The first two chapters analyze the experience of Mediterranean Jewish immigrants in Paris in the early- to mid-twentieth century. My archival research challenges assumptions about immigrant assimilation, arguing that some immigrants developed a hybrid identity that would allow them to integrate into French society without denying their heritage. Moreover, by writing their stories into French literature, they legitimized their claim to French's cultural capital. My analysis of this work thus urges the revaluation of the Francophone and Jewish literary canons.

The following two chapters turn to second-generation Jewish immigrant authors who, though raised disconnected from their ancestral pasts, attempt to reconstruct their parents' immigration narratives in order to gain access to their lost heritages. I analyze this move by reconceptualizing Marianne Hirsch's theory of postmemory, a term that describes the relationship of the second generation to the previous generation's trauma. Through narrative techniques of temporal conflation and multilingualism, these authors rethink their previously monocultural French identities, allowing them to be in conversation with their foreign heritages even as they identify as French nationals. By producing linguistically and culturally bilingual texts, these authors are attempting to alter the current, monocultural conception of French national identity to include the cultural and linguistic traditions of France's postcolonial, post-immigration population. Working simultaneously in minor and major languages, they redefine French identity as multilingual and global, not just for immigrants but also for the dominant culture.

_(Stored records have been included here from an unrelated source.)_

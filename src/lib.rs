//! # persona-affect
//!
//! Affect-state engine for simulated personas. Across a multi-turn
//! conversation it maintains a numeric mood-and-relationship state,
//! converts that state into a weighted blend of authored behavioral
//! phases, and memoizes the expensive derived style directive.
//!
//! The per-turn flow:
//!
//! ```text
//! Delta (external analyzer)
//!   ↓  update_axes            — EMA over emotion + relation axes
//!   ↓  update_phase_weights   — soft-arg-max over phase evidence
//!   ↓  fuse_phase_config      — one blended FusedPhase descriptor
//!   ↓  StyleProfileCache      — quantized-fingerprint memoization
//! ```
//!
//! Everything upstream (turn analysis) and downstream (prompt
//! construction, text generation) is an external collaborator: the
//! analyzer hands in a [`Delta`], and the generation backend is just
//! the `builder` closure given to
//! [`cache::StyleProfileCache::get_or_build`].
//!
//! # Example
//!
//! ```
//! use persona_affect::{Delta, Engine, PersonaDefinition, PersonaState};
//!
//! let persona = PersonaDefinition::from_json(r#"{
//!     "persona_name": "warlord",
//!     "phases": {
//!         "calm":  {"emotion_bias": {"anger": -1.0}},
//!         "wrath": {"emotion_bias": {"anger": 1.0}}
//!     }
//! }"#).unwrap();
//!
//! let mut engine = Engine::new();
//! let prior = PersonaState::initial();
//! let delta = Delta::from_json(r#"{"emotion_axes": {"anger": 0.8}}"#);
//!
//! let (state, fused) = engine.process_turn(&persona, &prior, &delta);
//! assert_eq!(state.phase_weights.len(), 2);
//! assert!(fused.emotion_bias.anger != 0.0);
//! ```

pub mod axes;
pub mod cache;
pub mod delta;
pub mod engine;
pub mod error;
pub mod expression;
pub mod phase;
pub mod state;
pub mod store;

// Re-exports
pub use axes::{
    EmotionAxes, EmotionBias, RelationAxes, RelationBias, EMOTION_AXIS_NAMES, RELATION_AXIS_NAMES,
};
pub use cache::{
    CacheConfig, CacheEntry, Clock, ManualClock, StyleProfileCache, StyleProfileKey, SystemClock,
};
pub use delta::{AxisChange, Delta, EmotionDelta, RelationDelta};
pub use engine::Engine;
pub use error::EngineError;
pub use expression::{ExpressionBank, ExpressionGroup};
pub use phase::{
    fuse_phase_config, normalize_stored_weights, select_active_phase, update_phase_weights,
    EngineParams, FusedPhase, NoNoise, NoiseSource, PersonaDefinition, Phase, PhaseCatalog,
    PhaseDynamics, PhaseWeightUpdate, ScriptedNoise, UniformNoise,
};
pub use state::{update_axes, PersonaState, RelationGraph, DEFAULT_ALPHA};
pub use store::PersonaStateStore;

/// Library version.
pub const VERSION: &str = env!("CARGO_PKG_VERSION");
//! Durable persona state — one JSON file per persona.
//!
//! The engine itself never touches disk; this store is the default
//! persistence the surrounding service plugs in around
//! [`crate::engine::Engine::process_turn`]. Files follow the
//! `state_<persona>.json` naming convention and the persisted-state
//! schema of [`crate::state::PersonaState`].
//!
//! Two guarantees the store makes:
//!
//! - Saves are atomic: the new document is written to a temp file in
//!   the same directory and renamed over the old one, so a crash
//!   mid-write cannot leave a half-written state file.
//! - Turns for the same persona are serialized by a per-persona mutex,
//!   closing the read-modify-write race between concurrent turns in
//!   one process. Concurrent turns from *different* processes remain
//!   unprotected; that coordination belongs to the host.

use std::collections::HashMap;
use std::io::Write;
use std::path::PathBuf;
use std::sync::Arc;

use log::{debug, warn};
use parking_lot::Mutex;
use serde_json::Value;

use crate::error::EngineError;
use crate::state::PersonaState;

/// File-backed store of per-persona state.
pub struct PersonaStateStore {
    directory: PathBuf,
    locks: Mutex<HashMap<String, Arc<Mutex<()>>>>,
}

impl PersonaStateStore {
    /// Create a store rooted at `directory`. The directory is created
    /// on first save, not here.
    pub fn new(directory: impl Into<PathBuf>) -> Self {
        Self {
            directory: directory.into(),
            locks: Mutex::new(HashMap::new()),
        }
    }

    /// Path of the state file for one persona.
    pub fn state_path(&self, persona: &str) -> PathBuf {
        self.directory.join(format!("state_{persona}.json"))
    }

    /// Load a persona's state, or the zero-initialized first-turn
    /// state when no file exists yet.
    pub fn load(&self, persona: &str) -> Result<PersonaState, EngineError> {
        let path = self.state_path(persona);
        if !path.exists() {
            debug!("no state file for '{persona}', starting fresh");
            return Ok(PersonaState::initial());
        }

        let content = std::fs::read_to_string(&path)?;
        let mut document: Value = serde_json::from_str(&content)
            .map_err(|e| EngineError::State(format!("{}: {e}", path.display())))?;

        migrate_legacy_relation_axes(&mut document, persona);

        serde_json::from_value(document)
            .map_err(|e| EngineError::State(format!("{}: {e}", path.display())))
    }

    /// Atomically persist a persona's state.
    pub fn save(&self, persona: &str, state: &PersonaState) -> Result<(), EngineError> {
        std::fs::create_dir_all(&self.directory)?;

        let content = serde_json::to_string_pretty(state)
            .map_err(|e| EngineError::State(e.to_string()))?;

        let mut tmp = tempfile::NamedTempFile::new_in(&self.directory)?;
        tmp.write_all(content.as_bytes())?;
        tmp.persist(self.state_path(persona))
            .map_err(|e| EngineError::Io(e.error))?;
        Ok(())
    }

    /// Run one load → update → save turn under the persona's lock.
    ///
    /// `turn` receives the current state and returns the state to
    /// persist; its second return value passes through to the caller
    /// (typically the fused phase).
    pub fn with_turn<T>(
        &self,
        persona: &str,
        turn: impl FnOnce(PersonaState) -> (PersonaState, T),
    ) -> Result<(PersonaState, T), EngineError> {
        let lock = self.persona_lock(persona);
        let _guard = lock.lock();

        let prior = self.load(persona)?;
        let (next, extra) = turn(prior);
        self.save(persona, &next)?;
        Ok((next, extra))
    }

    fn persona_lock(&self, persona: &str) -> Arc<Mutex<()>> {
        let mut locks = self.locks.lock();
        locks
            .entry(persona.to_string())
            .or_insert_with(|| Arc::new(Mutex::new(())))
            .clone()
    }
}

/// Fold the pre-relation-graph schema into the current one: a
/// top-level `relation_axes` object becomes `relations.user`.
fn migrate_legacy_relation_axes(document: &mut Value, persona: &str) {
    let Some(object) = document.as_object_mut() else {
        return;
    };
    if let Some(legacy) = object.remove("relation_axes") {
        warn!("migrating legacy relation_axes for '{persona}'");
        if let Some(relations) = object
            .entry("relations")
            .or_insert_with(|| Value::Object(Default::default()))
            .as_object_mut()
        {
            relations.insert("user".to_string(), legacy);
        }
    }
}

// ============================================================================
// Tests
// ============================================================================

#[cfg(test)]
mod tests {
    use super::*;
    use std::path::Path;

    #[test]
    fn test_missing_file_yields_initial_state() {
        let dir = tempfile::tempdir().unwrap();
        let store = PersonaStateStore::new(dir.path());
        let state = store.load("nobody").unwrap();
        assert_eq!(state, PersonaState::initial());
    }

    #[test]
    fn test_save_load_round_trip() {
        let dir = tempfile::tempdir().unwrap();
        let store = PersonaStateStore::new(dir.path());

        let mut state = PersonaState::initial();
        state.emotion_axes.set("joy", 0.4);
        state.phase_weights.insert("calm".to_string(), 1.0);
        state.dominant_phase = Some("calm".to_string());

        store.save("warlord", &state).unwrap();
        let loaded = store.load("warlord").unwrap();
        assert_eq!(loaded, state);
    }

    #[test]
    fn test_legacy_relation_axes_migrated_to_user() {
        let dir = tempfile::tempdir().unwrap();
        let store = PersonaStateStore::new(dir.path());

        std::fs::write(
            store.state_path("old"),
            r#"{
                "emotion_axes": {"joy": 0.1},
                "relation_axes": {"Trust": 0.7}
            }"#,
        )
        .unwrap();

        let state = store.load("old").unwrap();
        assert_eq!(state.relations.get("user").unwrap().trust, 0.7);
        assert_eq!(state.emotion_axes.joy, 0.1);
    }

    #[test]
    fn test_corrupt_file_is_an_error_not_a_reset() {
        let dir = tempfile::tempdir().unwrap();
        let store = PersonaStateStore::new(dir.path());
        std::fs::write(store.state_path("bad"), "{{{{").unwrap();
        assert!(matches!(store.load("bad"), Err(EngineError::State(_))));
    }

    #[test]
    fn test_with_turn_persists_result() {
        let dir = tempfile::tempdir().unwrap();
        let store = PersonaStateStore::new(dir.path());

        let (next, tag) = store
            .with_turn("warlord", |mut state| {
                state.emotion_axes.set("anger", 0.5);
                (state, "done")
            })
            .unwrap();

        assert_eq!(tag, "done");
        assert_eq!(next.emotion_axes.anger, 0.5);
        assert_eq!(store.load("warlord").unwrap(), next);
    }

    #[test]
    fn test_turns_serialized_across_threads() {
        let dir = tempfile::tempdir().unwrap();
        let store = Arc::new(PersonaStateStore::new(dir.path()));

        let mut handles = Vec::new();
        for _ in 0..8 {
            let store = store.clone();
            handles.push(std::thread::spawn(move || {
                store
                    .with_turn("shared", |mut state| {
                        // Read-modify-write that would lose updates
                        // without the per-persona lock.
                        let n = state.phase_weights.get("turns").copied().unwrap_or(0.0);
                        state.phase_weights.insert("turns".to_string(), n + 1.0);
                        (state, ())
                    })
                    .unwrap();
            }));
        }
        for handle in handles {
            handle.join().unwrap();
        }

        let state = store.load("shared").unwrap();
        assert_eq!(state.phase_weights["turns"], 8.0);
    }

    #[test]
    fn test_state_path_convention() {
        let store = PersonaStateStore::new("/data/personas");
        assert_eq!(
            store.state_path("warlord"),
            Path::new("/data/personas/state_warlord.json")
        );
    }
}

The conclusion reconsiders the texts discussed in the dissertation through the lens of contemporary debates in France on immigration and national identity, analyzing the politics of France's controversial new immigration museum to show the relevance of these French-Sephardic literary voices to current issues of French identity and culture. While French national identity has long been based on the idea of a shared past, France's colonial legacy and diverse demographics prove that this past in fact encompasses multiple cultures, languages, and ancestral heritages. By redefining the parameters of French national identity, France's political and cultural policies can better reflect and address its diverse population.